Mercury contamination of the marine environment is a global public health concern. Human exposure occurs primarily by eating seafood, especially large predatory fish such as swordfish and albacore tuna. Those most vulnerable — pregnant women: mercury exposure during pregnancy has been associated with cognitive impairment, including memory, attention, fine motor skills, and other markers of delayed neurodevelopment, although results are conflicting.advertisement
Researchers from Florida Atlantic University’s Harbor Branch Oceanographic Institute and collaborators conducted a study to assess mercury concentrations in the hair of pregnant women living in coastal Florida and to determine the relationships between hair total mercury concentrations, fish consumption, sources of seafood, knowledge of the risks of mercury exposure, and seafood consumption during pregnancy.
This latest study follows their previous research showing that bottlenose dolphins in the Indian River Lagoon have some of the highest concentrations of mercury in this species worldwide. The lagoon is an estuary that extends more than 250 kilometers and traverses 40 percent of the eastern coastline in Florida and is a highly impacted environment. To “close the loop” between this wildlife sentinel and human health, they also conducted a prior study in recreational anglers and coastal residents. They found mercury concentrations in the hair of 135 participants that was higher than those previously reported for similar populations in the United States.
“In Florida the average adult consumes almost 10 times as many grams of seafood per day compared to the general U.S. population, potentially increasing the risk of mercury exposure above safe limits, especially for pregnant women,” said Adam M. Schaefer, MPH, lead author, and an epidemiologist at FAU’s Harbor Branch. “Because the sensitivity of the developing brain to the effects of mercury deposition has been shown in studies of pregnant women exposed through the consumption of seafood, even at relatively low levels of prenatal mercury, we wanted to test this vulnerable coastal Florida population.”
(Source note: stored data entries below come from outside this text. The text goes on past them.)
//! The approval oracle capability.
//!
//! Whoever answers approval requests - a human behind a UI, a policy
//! engine - sits behind this trait, so a stub and a real implementation are
//! interchangeable without touching gating logic.

use async_trait::async_trait;

use super::request::ApprovalRequest;

/// An external decision on one request.
#[derive(Debug, Clone)]
pub struct ApprovalDecision {
    pub approved: bool,
    pub feedback: Option<String>,
}

#[async_trait]
pub trait ApprovalOracle: Send + Sync {
    /// Judge an approval request.
    async fn validate(&self, request: &ApprovalRequest) -> anyhow::Result<ApprovalDecision>;
}

/// Approves everything. Test stub.
#[derive(Debug, Default)]
pub struct ApproveAll;

#[async_trait]
impl ApprovalOracle for ApproveAll {
    async fn validate(&self, _request: &ApprovalRequest) -> anyhow::Result<ApprovalDecision> {
        Ok(ApprovalDecision {
            approved: true,
            feedback: None,
        })
    }
}

/// Denies everything, with an optional reason. Test stub.
#[derive(Debug, Default)]
pub struct DenyAll {
    pub feedback: Option<String>,
}

#[async_trait]
impl ApprovalOracle for DenyAll {
    async fn validate(&self, _request: &ApprovalRequest) -> anyhow::Result<ApprovalDecision> {
        Ok(ApprovalDecision {
            approved: false,
            feedback: self.feedback.clone(),
        })
    }
}
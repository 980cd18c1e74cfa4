//! Feedback and learning loop.
//!
//! Outcomes and user ratings become `LearningSignal`s in an append-only,
//! replayable log. Everything derived from them - learned multipliers,
//! historical success rates - is a pure fold over that log, so selection
//! weights can always be fully re-derived from history.

mod performance;
mod signal;
mod weights;

pub use performance::{ToolPerformance, ToolStats};
pub use signal::{LearningSignal, RatingBucket, SignalOutcome};
pub use weights::LearnedWeights;

use std::sync::{Arc, Mutex};

use crate::sink::{PersistenceSink, SinkRecord};

/// Append-only log of learning signals, mirrored to the persistence sink.
pub struct SignalLog {
    entries: Mutex<Vec<LearningSignal>>,
    sink: Arc<dyn PersistenceSink>,
}

impl SignalLog {
    pub fn new(sink: Arc<dyn PersistenceSink>) -> Self {
        Self {
            entries: Mutex::new(Vec::new()),
            sink,
        }
    }

    /// Append one signal. Sink failure is logged, never surfaced.
    pub async fn append(&self, signal: LearningSignal) {
        if let Ok(payload) = serde_json::to_value(&signal) {
            if let Err(e) = self.sink.append(&SinkRecord::new("signals", payload)).await {
                tracing::warn!(
                    tool = %signal.tool,
                    error = %e,
                    "Persistence sink rejected learning signal"
                );
            }
        }
        if let Ok(mut entries) = self.entries.lock() {
            entries.push(signal);
        }
    }

    /// Snapshot of the full history, oldest first.
    pub fn snapshot(&self) -> Vec<LearningSignal> {
        self.entries.lock().map(|e| e.clone()).unwrap_or_default()
    }

    pub fn len(&self) -> usize {
        self.entries.lock().map(|e| e.len()).unwrap_or(0)
    }

    pub fn is_empty(&self) -> bool {
        self.len() == 0
    }
}
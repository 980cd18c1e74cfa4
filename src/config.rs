//! Configuration for the orchestration engine.
//!
//! All thresholds, weights and timeouts live here; nothing is hard-coded at
//! the call sites. Configuration can be set via environment variables:
//! - `APPROVAL_HIGH_THRESHOLD` - Optional. Confidence at or above which missions auto-execute. Defaults to `0.85`.
//! - `APPROVAL_MEDIUM_THRESHOLD` - Optional. Confidence at or above which missions request approval. Defaults to `0.55`.
//! - `APPROVAL_TIMEOUT_SECS` - Optional. Wall-clock window for pending approvals. Defaults to `300`.
//! - `EXECUTION_TIMEOUT_SECS` - Optional. Per-attempt bound for tool execution. Defaults to `60`.
//! - `MAX_TOOL_ATTEMPTS` - Optional. Retry budget for transient tool failures. Defaults to `3`.
//! - `RETRY_BASE_DELAY_MS` - Optional. Base backoff delay, doubled per attempt. Defaults to `500`.
//! - `LEARNING_SMOOTHING` - Optional. Weight given to a new observation. Defaults to `0.3`.
//! - `LEARNING_CLAMP` - Optional. Bound on the learned multiplier. Defaults to `0.15`.

use std::time::Duration;

use thiserror::Error;

#[derive(Debug, Error)]
pub enum ConfigError {
    #[error("Invalid value for {0}: {1}")]
    InvalidValue(String, String),

    #[error("Thresholds out of order: medium {medium} must be below high {high}")]
    ThresholdOrder { medium: f64, high: f64 },
}

/// Confidence thresholds for approval routing.
///
/// The source material recalibrated these more than once; they are tunable
/// constants, not a canonical pair.
#[derive(Debug, Clone, Copy)]
pub struct Thresholds {
    /// At or above: auto-execute without human approval.
    pub high: f64,
    /// At or above (but below high): request approval and suspend.
    pub medium: f64,
}

impl Default for Thresholds {
    fn default() -> Self {
        Self {
            high: 0.85,
            medium: 0.55,
        }
    }
}

impl Thresholds {
    /// Validate ordering and range.
    pub fn validate(&self) -> Result<(), ConfigError> {
        if !(0.0..=1.0).contains(&self.high) {
            return Err(ConfigError::InvalidValue(
                "APPROVAL_HIGH_THRESHOLD".to_string(),
                format!("{} not in [0,1]", self.high),
            ));
        }
        if !(0.0..=1.0).contains(&self.medium) {
            return Err(ConfigError::InvalidValue(
                "APPROVAL_MEDIUM_THRESHOLD".to_string(),
                format!("{} not in [0,1]", self.medium),
            ));
        }
        if self.medium >= self.high {
            return Err(ConfigError::ThresholdOrder {
                medium: self.medium,
                high: self.high,
            });
        }
        Ok(())
    }
}

/// Weights for the four confidence factors. Must sum to 1.0.
#[derive(Debug, Clone, Copy)]
pub struct ConfidenceWeights {
    /// Goal-understanding clarity signals.
    pub clarity: f64,
    /// Required tools registered and healthy.
    pub tool_availability: f64,
    /// Session history available.
    pub context: f64,
    /// Deterministic/idempotent tools score higher.
    pub reliability: f64,
}

impl Default for ConfidenceWeights {
    fn default() -> Self {
        Self {
            clarity: 0.3,
            tool_availability: 0.3,
            context: 0.2,
            reliability: 0.2,
        }
    }
}

/// Tool selection scoring parameters.
#[derive(Debug, Clone, Copy)]
pub struct SelectorConfig {
    /// Weight of the goal-text pattern match.
    pub pattern_weight: f64,
    /// Weight of the historical success rate.
    pub history_weight: f64,
    /// Fixed boost for tools in a category the intent favors.
    pub intent_boost: f64,
    /// Penalty for tools in a category the intent rules out.
    pub mismatch_penalty: f64,
}

impl Default for SelectorConfig {
    fn default() -> Self {
        Self {
            pattern_weight: 0.8,
            history_weight: 0.2,
            intent_boost: 0.2,
            mismatch_penalty: 0.5,
        }
    }
}

/// Learning-loop parameters.
#[derive(Debug, Clone, Copy)]
pub struct LearningConfig {
    /// Exponential smoothing factor: `new = (1 - smoothing) * old + smoothing * observed`.
    pub smoothing: f64,
    /// Learned multipliers are clamped to `[-clamp, +clamp]`.
    pub clamp: f64,
}

impl Default for LearningConfig {
    fn default() -> Self {
        Self {
            smoothing: 0.3,
            clamp: 0.15,
        }
    }
}

/// Engine configuration.
#[derive(Debug, Clone)]
pub struct Config {
    pub thresholds: Thresholds,
    pub weights: ConfidenceWeights,
    pub selector: SelectorConfig,
    pub learning: LearningConfig,

    /// Wall-clock window for a pending approval before it becomes
    /// `approval_timeout`.
    pub approval_timeout: Duration,

    /// Per-attempt bound on tool execution. Shorter than the approval window.
    pub execution_timeout: Duration,

    /// Retry budget for transient tool failures.
    pub max_tool_attempts: u32,

    /// Base backoff delay between attempts, doubled each retry.
    pub retry_base_delay: Duration,
}

impl Default for Config {
    fn default() -> Self {
        Self {
            thresholds: Thresholds::default(),
            weights: ConfidenceWeights::default(),
            selector: SelectorConfig::default(),
            learning: LearningConfig::default(),
            approval_timeout: Duration::from_secs(300),
            execution_timeout: Duration::from_secs(60),
            max_tool_attempts: 3,
            retry_base_delay: Duration::from_millis(500),
        }
    }
}

impl Config {
    /// Load configuration from environment variables, falling back to
    /// defaults for anything unset.
    ///
    /// # Errors
    ///
    /// Returns `ConfigError::InvalidValue` for unparseable values and
    /// `ConfigError::ThresholdOrder` if the thresholds are inverted.
    pub fn from_env() -> Result<Self, ConfigError> {
        let mut config = Self::default();

        if let Some(v) = read_env_f64("APPROVAL_HIGH_THRESHOLD")? {
            config.thresholds.high = v;
        }
        if let Some(v) = read_env_f64("APPROVAL_MEDIUM_THRESHOLD")? {
            config.thresholds.medium = v;
        }
        config.thresholds.validate()?;

        if let Some(v) = read_env_u64("APPROVAL_TIMEOUT_SECS")? {
            config.approval_timeout = Duration::from_secs(v);
        }
        if let Some(v) = read_env_u64("EXECUTION_TIMEOUT_SECS")? {
            config.execution_timeout = Duration::from_secs(v);
        }
        if let Some(v) = read_env_u64("MAX_TOOL_ATTEMPTS")? {
            config.max_tool_attempts = v.max(1) as u32;
        }
        if let Some(v) = read_env_u64("RETRY_BASE_DELAY_MS")? {
            config.retry_base_delay = Duration::from_millis(v);
        }
        if let Some(v) = read_env_f64("LEARNING_SMOOTHING")? {
            config.learning.smoothing = v.clamp(0.0, 1.0);
        }
        if let Some(v) = read_env_f64("LEARNING_CLAMP")? {
            config.learning.clamp = v.abs();
        }

        Ok(config)
    }
}

fn read_env_f64(name: &str) -> Result<Option<f64>, ConfigError> {
    match std::env::var(name) {
        Ok(raw) => raw
            .parse::<f64>()
            .map(Some)
            .map_err(|e| ConfigError::InvalidValue(name.to_string(), e.to_string())),
        Err(_) => Ok(None),
    }
}

fn read_env_u64(name: &str) -> Result<Option<u64>, ConfigError> {
    match std::env::var(name) {
        Ok(raw) => raw
            .parse::<u64>()
            .map(Some)
            .map_err(|e| ConfigError::InvalidValue(name.to_string(), e.to_string())),
        Err(_) => Ok(None),
    }
}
Researchers also described the complex relationship between mercury and neurobehavioral outcomes. Specifically, the well-described benefits of seafood consumption and omega-3 fatty acids during pregnancy.
Results of the study, published in the International Journal of Environmental Research and Public Health, show that despite the fact that southern Florida is an area of selective deposition of atmospheric mercury, and that mercury is bioaccumulated in local fish species and apex predators, the mean total hair mercury concentration of the 229 participants was lower or similar to U.S. data for women of child-bearing age. Hair mercury concentration was associated with consumption of locally caught seafood and all seafood, a higher level of education, and first pregnancy.
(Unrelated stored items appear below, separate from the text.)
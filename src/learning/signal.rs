//! Learning signals: append-only observations of tool outcomes.

use chrono::{DateTime, Utc};
use serde::{Deserialize, Serialize};

/// How a rating or outcome leans.
#[derive(Debug, Clone, Copy, PartialEq, Eq, Serialize, Deserialize)]
#[serde(rename_all = "snake_case")]
pub enum RatingBucket {
    Negative,
    Neutral,
    Positive,
}

/// What was observed about a tool run.
#[derive(Debug, Clone, Copy, PartialEq, Serialize, Deserialize)]
#[serde(tag = "kind", rename_all = "snake_case")]
pub enum SignalOutcome {
    /// The tool run succeeded.
    Success,
    /// The tool run failed.
    Failure,
    /// An explicit user rating, 1-5.
    Rating { stars: u8 },
}

impl SignalOutcome {
    /// Bucket the outcome: 1-2 negative, 3 neutral, 4-5 positive.
    pub fn bucket(&self) -> RatingBucket {
        match self {
            Self::Success => RatingBucket::Positive,
            Self::Failure => RatingBucket::Negative,
            Self::Rating { stars } => match stars {
                0..=2 => RatingBucket::Negative,
                3 => RatingBucket::Neutral,
                _ => RatingBucket::Positive,
            },
        }
    }

    /// The observation fed into the learned-multiplier smoothing.
    pub fn observed_delta(&self) -> f64 {
        match self {
            Self::Success => 0.1,
            Self::Failure => -0.1,
            Self::Rating { stars } => match stars {
                0 | 1 => -0.15,
                2 => -0.075,
                3 => 0.0,
                4 => 0.075,
                _ => 0.15,
            },
        }
    }
}

/// One append-only observation of a tool's outcome, keyed by
/// (tool, task-type).
#[derive(Debug, Clone, Serialize, Deserialize)]
pub struct LearningSignal {
    pub tool: String,
    pub task_type: String,
    pub outcome: SignalOutcome,
    /// Cached `outcome.observed_delta()`, stored so the log is
    /// self-describing when replayed elsewhere.
    pub confidence_delta: f64,
    pub recorded_at: DateTime<Utc>,
}

impl LearningSignal {
    fn new(tool: &str, task_type: &str, outcome: SignalOutcome) -> Self {
        Self {
            tool: tool.to_string(),
            task_type: task_type.to_string(),
            outcome,
            confidence_delta: outcome.observed_delta(),
            recorded_at: Utc::now(),
        }
    }

    /// Signal emitted after a tool execution.
    pub fn from_execution(tool: &str, task_type: &str, success: bool) -> Self {
        let outcome = if success {
            SignalOutcome::Success
        } else {
            SignalOutcome::Failure
        };
        Self::new(tool, task_type, outcome)
    }

    /// Signal emitted from an explicit user rating (clamped to 1-5).
    pub fn from_rating(tool: &str, task_type: &str, stars: u8) -> Self {
        Self::new(
            tool,
            task_type,
            SignalOutcome::Rating {
                stars: stars.clamp(1, 5),
            },
        )
    }
}
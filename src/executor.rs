//! Execution driver.
//!
//! The only part of the pipeline allowed to block on external I/O. Invokes
//! the selected tool for an approved mission, retries transient failures
//! with exponential backoff up to a fixed bound, and applies a per-attempt
//! wall-clock timeout so a hung tool resolves to failure instead of hanging
//! the mission.

use std::time::{Duration, Instant};

use chrono::Utc;

use crate::config::Config;
use crate::mission::ExecutionRecord;
use crate::tools::{ToolInput, ToolRegistry};

#[derive(Debug, Clone)]
pub struct ExecutionDriver {
    max_attempts: u32,
    base_delay: Duration,
    attempt_timeout: Duration,
}

impl ExecutionDriver {
    pub fn new(config: &Config) -> Self {
        Self {
            max_attempts: config.max_tool_attempts.max(1),
            base_delay: config.retry_base_delay,
            attempt_timeout: config.execution_timeout,
        }
    }

    /// Run a tool to completion or exhaustion, capturing the record either way.
    pub async fn run(
        &self,
        registry: &ToolRegistry,
        tool: &str,
        input: &ToolInput,
    ) -> ExecutionRecord {
        let started_at = Utc::now();
        let clock = Instant::now();
        let mut last_error: Option<String> = None;

        for attempt in 1..=self.max_attempts {
            match tokio::time::timeout(self.attempt_timeout, registry.execute(tool, input)).await {
                Ok(Ok(output)) if output.success => {
                    tracing::info!(tool, attempt, "Tool execution succeeded");
                    return ExecutionRecord {
                        tool: tool.to_string(),
                        input: input.clone(),
                        output: Some(output.content),
                        success: true,
                        attempts: attempt,
                        started_at,
                        duration_ms: clock.elapsed().as_millis() as u64,
                        error: None,
                    };
                }
                Ok(Ok(output)) => {
                    tracing::warn!(tool, attempt, "Tool reported failure");
                    last_error = Some(output.content);
                }
                Ok(Err(e)) => {
                    tracing::warn!(tool, attempt, error = %e, "Tool invocation error");
                    last_error = Some(e.to_string());
                }
                Err(_) => {
                    tracing::warn!(
                        tool,
                        attempt,
                        timeout_secs = self.attempt_timeout.as_secs(),
                        "Tool attempt timed out"
                    );
                    last_error = Some(format!(
                        "timed out after {}s",
                        self.attempt_timeout.as_secs()
                    ));
                }
            }

            if attempt < self.max_attempts {
                let delay = self.base_delay * 2u32.saturating_pow(attempt - 1);
                tokio::time::sleep(delay).await;
            }
        }

        ExecutionRecord {
            tool: tool.to_string(),
            input: input.clone(),
            output: None,
            success: false,
            attempts: self.max_attempts,
            started_at,
            duration_ms: clock.elapsed().as_millis() as u64,
            error: last_error,
        }
    }
}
Those who reported eating seafood three times a week had the highest concentration of mercury in their hair — almost four times as high as those who did not consume any seafood. The highest concentrations were in women over the age of 33 with the highest levels observed among Asian women. Mercury concentrations in hair among those pregnant women who consumed seafood from the Indian River Lagoon were significantly higher than among women who reported never consuming locally caught items. Level of education and the number of children also were related to hair mercury concentration.
Knowledge and education were important components of the study. The majority of participants (85.5 percent) reported being aware that high levels of mercury may be harmful to the unborn fetus. Similarly, 89 percent of women were aware that some fish can contain high levels of mercury. When asked how often one should consume tuna steaks and swordfish, 76.8 percent of women answered that the consumption of these items should be avoided during pregnancy. However, only 53.7 percent of women knew that store-bought swordfish can contain high concentrations of mercury.
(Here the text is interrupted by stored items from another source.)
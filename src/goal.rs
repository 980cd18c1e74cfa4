//! Goals and session context.
//!
//! A `Goal` is the raw request text plus the session it arrived in. The
//! session is what makes pronoun resolution ("extract the title from there")
//! and clarification round-trips possible.

use serde::{Deserialize, Serialize};

/// A raw user request plus the session context it arrived in.
#[derive(Debug, Clone, Serialize, Deserialize)]
pub struct Goal {
    pub text: String,
    pub context: SessionContext,
}

impl Goal {
    /// A goal with an empty session (first request).
    pub fn new(text: impl Into<String>) -> Self {
        Self {
            text: text.into(),
            context: SessionContext::default(),
        }
    }

    /// A goal evaluated against existing session context.
    pub fn with_context(text: impl Into<String>, context: SessionContext) -> Self {
        Self {
            text: text.into(),
            context,
        }
    }
}

/// Rolling per-session state: prior goals, prior approvals, the last URL the
/// session touched and any clarification answers given so far.
///
/// # Invariants
/// - Append-only from the caller's perspective; fields are only ever added to.
#[derive(Debug, Clone, Default, Serialize, Deserialize)]
pub struct SessionContext {
    /// Goals processed earlier in this session, oldest first.
    pub prior_goals: Vec<String>,

    /// How many missions this session has approved (explicitly or by
    /// auto-execution).
    pub prior_approvals: u32,

    /// The most recent URL seen in a goal or clarification answer. Used for
    /// pronoun resolution ("the same page", "there").
    pub last_url: Option<String>,

    /// Clarification answers given this session, oldest first.
    pub clarification_answers: Vec<String>,
}

impl SessionContext {
    /// True when the session has no history at all.
    pub fn is_empty(&self) -> bool {
        self.prior_goals.is_empty()
            && self.prior_approvals == 0
            && self.last_url.is_none()
            && self.clarification_answers.is_empty()
    }

    pub fn record_goal(&mut self, text: &str) {
        self.prior_goals.push(text.to_string());
    }

    pub fn record_approval(&mut self) {
        self.prior_approvals += 1;
    }

    pub fn record_answer(&mut self, answer: &str) {
        self.clarification_answers.push(answer.to_string());
    }

    /// How much supporting history this session carries, in [0,1].
    ///
    /// A fresh session is neutral rather than zero: absence of history is not
    /// evidence against the goal.
    pub fn richness(&self) -> f64 {
        let mut score: f64 = 0.4;
        if !self.prior_goals.is_empty() {
            score += 0.2;
        }
        if self.last_url.is_some() {
            score += 0.2;
        }
        if self.prior_approvals > 0 {
            score += 0.2;
        }
        score.min(1.0)
    }
}

#[cfg(test)]
mod tests {
    use super::*;

    #[test]
    fn fresh_session_is_neutral() {
        let ctx = SessionContext::default();
        assert!(ctx.is_empty());
        assert!((ctx.richness() - 0.4).abs() < 1e-9);
    }

    #[test]
    fn richness_saturates() {
        let mut ctx = SessionContext::default();
        ctx.record_goal("go to https://example.com");
        ctx.last_url = Some("https://example.com".to_string());
        ctx.record_approval();
        ctx.record_approval();
        assert!((ctx.richness() - 1.0).abs() < 1e-9);
    }
}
“In view of the serious consequences of prenatal exposure to high concentrations of mercury, continued education on safe sources and species of seafood is warranted,” said Schaefer. “Educational efforts must provide a balanced approach to include information regarding the benefits of fish consumption while minimizing risk by avoiding locally caught seafood or fish species known to contain high levels of mercury.”
Collaborators of the study are Advent Health in Winter Park; the Division of Comparative Pathology in the Miller School of Medicine at the University of Miami; Pre-Birth Centers of America; and the Department of Environmental and Radiological Health Sciences at Colorado State University. Partial funding for this research was supplied by the Georgia Aquarium.